D’accord, mais ça marche moyennement pour de nombreuses peurs « abstraites ». Comment affronter la peur de décevoir, par exemple ? En faisant exprès de décevoir quelqu’un ? Oui effectivement, personne n’en meurt, ni moi ni l’autre que je déçois, ça ne m’empêche pourtant pas de vouloir fuir ce cas de figure.
Et puis, j’ai trouvé un exemple de courage absolument transcendant. Ça fait des jours que cet article mûrit dans mes tripes, et il est temps qu’il sorte.
Mariam, dans La Belle et la Meute, actuellement en salles
Je vais spoiler un peu La Belle et la Meute, mais d’une part, il est sorti depuis mercredi 18 octobre donc si tu ne l’as toujours pas vu, file au ciné le plus proche et continue la lecture de cet article plus tard.
D’autre part, La Belle et la Meute est tiré d’une histoire vraie, et je ne pense pas pouvoir véritablement « spoiler » ce film en te racontant ce qui arrive à Mariam. C’est plutôt COMMENT elle vit ces différents événements qui serait un spoiler, et c’est parfaitement impossible à raconter : il faut le voir.
Ainsi voilà, la bande annonce.
Mariam : héroïne malgré elle
Mariam a 21 ans, elle fait partie d’une association étudiante qui organise une soirée. Elle y rencontre Youssef, et tous deux partent faire quelques pas sur la plage voisine. Ils s’embrassent… Enfin c’est ce que Mariam racontera en allant déposer plainte, au commissariat du quartier. Ce n’est pas montré, à l’image.
C’est à travers sa plainte pour avoir été violée par trois policiers que Mariam me raconte sa soirée. C’est dans des bureaux décrépis, mal éclairés, avec la pression de ses agresseurs à quelques mètres d’elle que Mariam détaille son viol.
J’ai passé près de deux heures à souffrir en même temps que Mariam, devenue l’avatar de mes angoisses, projetées sur l’écran géant.
Elle m’entraîne dans le choc, dans la peur, dans la douleur, dans la honte, dans l’impuissance, dans la colère. J’ai envie de me lever dans la salle de cinéma, de hurler, de jeter des objets contondants contre l’écran.
Mais je reste assise et je me tais, je pleure en silence et en serrant les dents, parce que ça ne se fait pas, de taper un scandale dans une salle de cinéma. Et que ça ne sert à rien surtout, c’est pas l’endroit, c’est pas le moment, c’est pas justifié de hurler ma colère à ce moment-là.
La détermination de Mariam mise face à mon impuissance
Je reste assise et en silence, comme très souvent dans ma vie, dans la société, même quand les injustices me font serrer les dents, et m’arrachent quelques larmes.

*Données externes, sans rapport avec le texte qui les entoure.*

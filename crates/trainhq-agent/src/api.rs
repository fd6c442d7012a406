use std::path::PathBuf;

use axum::{
    Json, Router,
    extract::State,
    http::StatusCode,
    response::{IntoResponse, Response},
    routing::{get, post},
};
use serde::{Deserialize, Serialize};
use trainhq_model::{Job, JobId};

use crate::agent::TrainingAgent;
use crate::error::{StoreError, SubmitError, SyncError};

#[derive(Clone)]
pub struct AppState {
    pub agent: TrainingAgent,
}

#[derive(Debug, Serialize)]
pub struct ErrorBody {
    pub message: String,
}

#[derive(Debug)]
pub struct ApiError {
    code: StatusCode,
    message: String,
}

impl IntoResponse for ApiError {
    fn into_response(self) -> Response {
        (
            self.code,
            Json(ErrorBody {
                message: self.message,
            }),
        )
            .into_response()
    }
}

impl From<StoreError> for ApiError {
    fn from(err: StoreError) -> Self {
        let code = match &err {
            StoreError::NotFound(_) => StatusCode::NOT_FOUND,
            StoreError::Db(_) | StoreError::Corrupt(_) => StatusCode::INTERNAL_SERVER_ERROR,
        };
        Self {
            code,
            message: err.to_string(),
        }
    }
}

impl From<SubmitError> for ApiError {
    fn from(err: SubmitError) -> Self {
        let code = match &err {
            SubmitError::EmptyDatasets | SubmitError::Archive(_) => StatusCode::BAD_REQUEST,
            SubmitError::Remote(_) | SubmitError::InvalidHandle(_) => StatusCode::BAD_GATEWAY,
            SubmitError::Store(_) => StatusCode::INTERNAL_SERVER_ERROR,
        };
        Self {
            code,
            message: err.to_string(),
        }
    }
}

impl From<SyncError> for ApiError {
    fn from(err: SyncError) -> Self {
        let code = match &err {
            SyncError::Remote(_) => StatusCode::BAD_GATEWAY,
            SyncError::Store(_) | SyncError::Aborted(_) => StatusCode::INTERNAL_SERVER_ERROR,
        };
        Self {
            code,
            message: err.to_string(),
        }
    }
}

#[derive(Debug, Serialize)]
pub struct JobView {
    #[serde(flatten)]
    pub job: Job,
    pub model_path: Option<PathBuf>,
    pub movie_path: Option<PathBuf>,
}

#[derive(Debug, Deserialize)]
pub struct SubmitJobRequest {
    pub tub_paths: Vec<PathBuf>,
}

#[derive(Debug, Serialize)]
pub struct RefreshResponse {
    pub count: usize,
}

#[derive(Debug, Deserialize)]
pub struct DownloadModelRequest {
    pub job_id: JobId,
}

#[derive(Debug, Deserialize)]
pub struct DeleteJobsRequest {
    pub job_ids: Vec<JobId>,
}

#[derive(Debug, Serialize)]
struct HealthzResponse {
    status: &'static str,
    version: &'static str,
}

async fn healthz() -> Json<HealthzResponse> {
    Json(HealthzResponse {
        status: "ok",
        version: env!("CARGO_PKG_VERSION"),
    })
}

async fn list_jobs(State(state): State<AppState>) -> Result<Json<Vec<JobView>>, ApiError> {
    let jobs = state.agent.list_jobs().await?;
    let views = jobs
        .into_iter()
        .map(|job| JobView {
            model_path: state.agent.model_path(job.id),
            movie_path: state.agent.movie_path(job.id),
            job,
        })
        .collect();
    Ok(Json(views))
}

async fn submit_job(
    State(state): State<AppState>,
    Json(req): Json<SubmitJobRequest>,
) -> Result<Json<Job>, ApiError> {
    Ok(Json(state.agent.submit(&req.tub_paths).await?))
}

async fn refresh_job_status(
    State(state): State<AppState>,
) -> Result<Json<RefreshResponse>, ApiError> {
    let count = state.agent.refresh().await?;
    Ok(Json(RefreshResponse { count }))
}

async fn download_model(
    State(state): State<AppState>,
    Json(req): Json<DownloadModelRequest>,
) -> Result<StatusCode, ApiError> {
    state.agent.download_model(req.job_id).await?;
    Ok(StatusCode::ACCEPTED)
}

async fn delete_jobs(
    State(state): State<AppState>,
    Json(req): Json<DeleteJobsRequest>,
) -> Result<StatusCode, ApiError> {
    state.agent.delete_jobs(&req.job_ids).await?;
    Ok(StatusCode::NO_CONTENT)
}

pub fn router(state: AppState) -> Router {
    let train = Router::new()
        .route("/jobs", get(list_jobs))
        .route("/submit_job", post(submit_job))
        .route("/refresh_job_status", post(refresh_job_status))
        .route("/download_model", post(download_model))
        .route("/delete_jobs", post(delete_jobs));

    Router::new()
        .route("/healthz", get(healthz))
        .nest("/train", train)
        .with_state(state)
}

Même quand tout autour de moi, je lis sur les visages des autres la même colère, le même choc, les mêmes larmes aussi, parfois.
On reste assises et en silence, parce que ça ne se fait pas de se lever maintenant, et puis pour dire quoi, d’abord ?
À l’écran, Mariam aussi subit tout ce qui lui arrive. Le viol. Les refus de prendre sa plainte. Les refus de l’examiner. Les refus de l’entendre, les refus de la respecter. Les refus de l’aider. Les refus de défendre ses droits.
Elle remet nerveusement en place son décolleté et ses bretelles, même quand elles ne bougent pas. Comme un geste nerveux pour rester à sa place. Si seulement elle était plus couverte que ça… On lui prête un voile dans lequel elle s’emmitoufle, mais ça n’empêche pas les regards, les insultes, les gestes…
Quand Mariam décide de se lever contre la Meute
Et puis, il se passe quelque chose dans l’attitude de Mariam. Un changement que j’ai mis plusieurs jours à comprendre, à imprimer en moi-même.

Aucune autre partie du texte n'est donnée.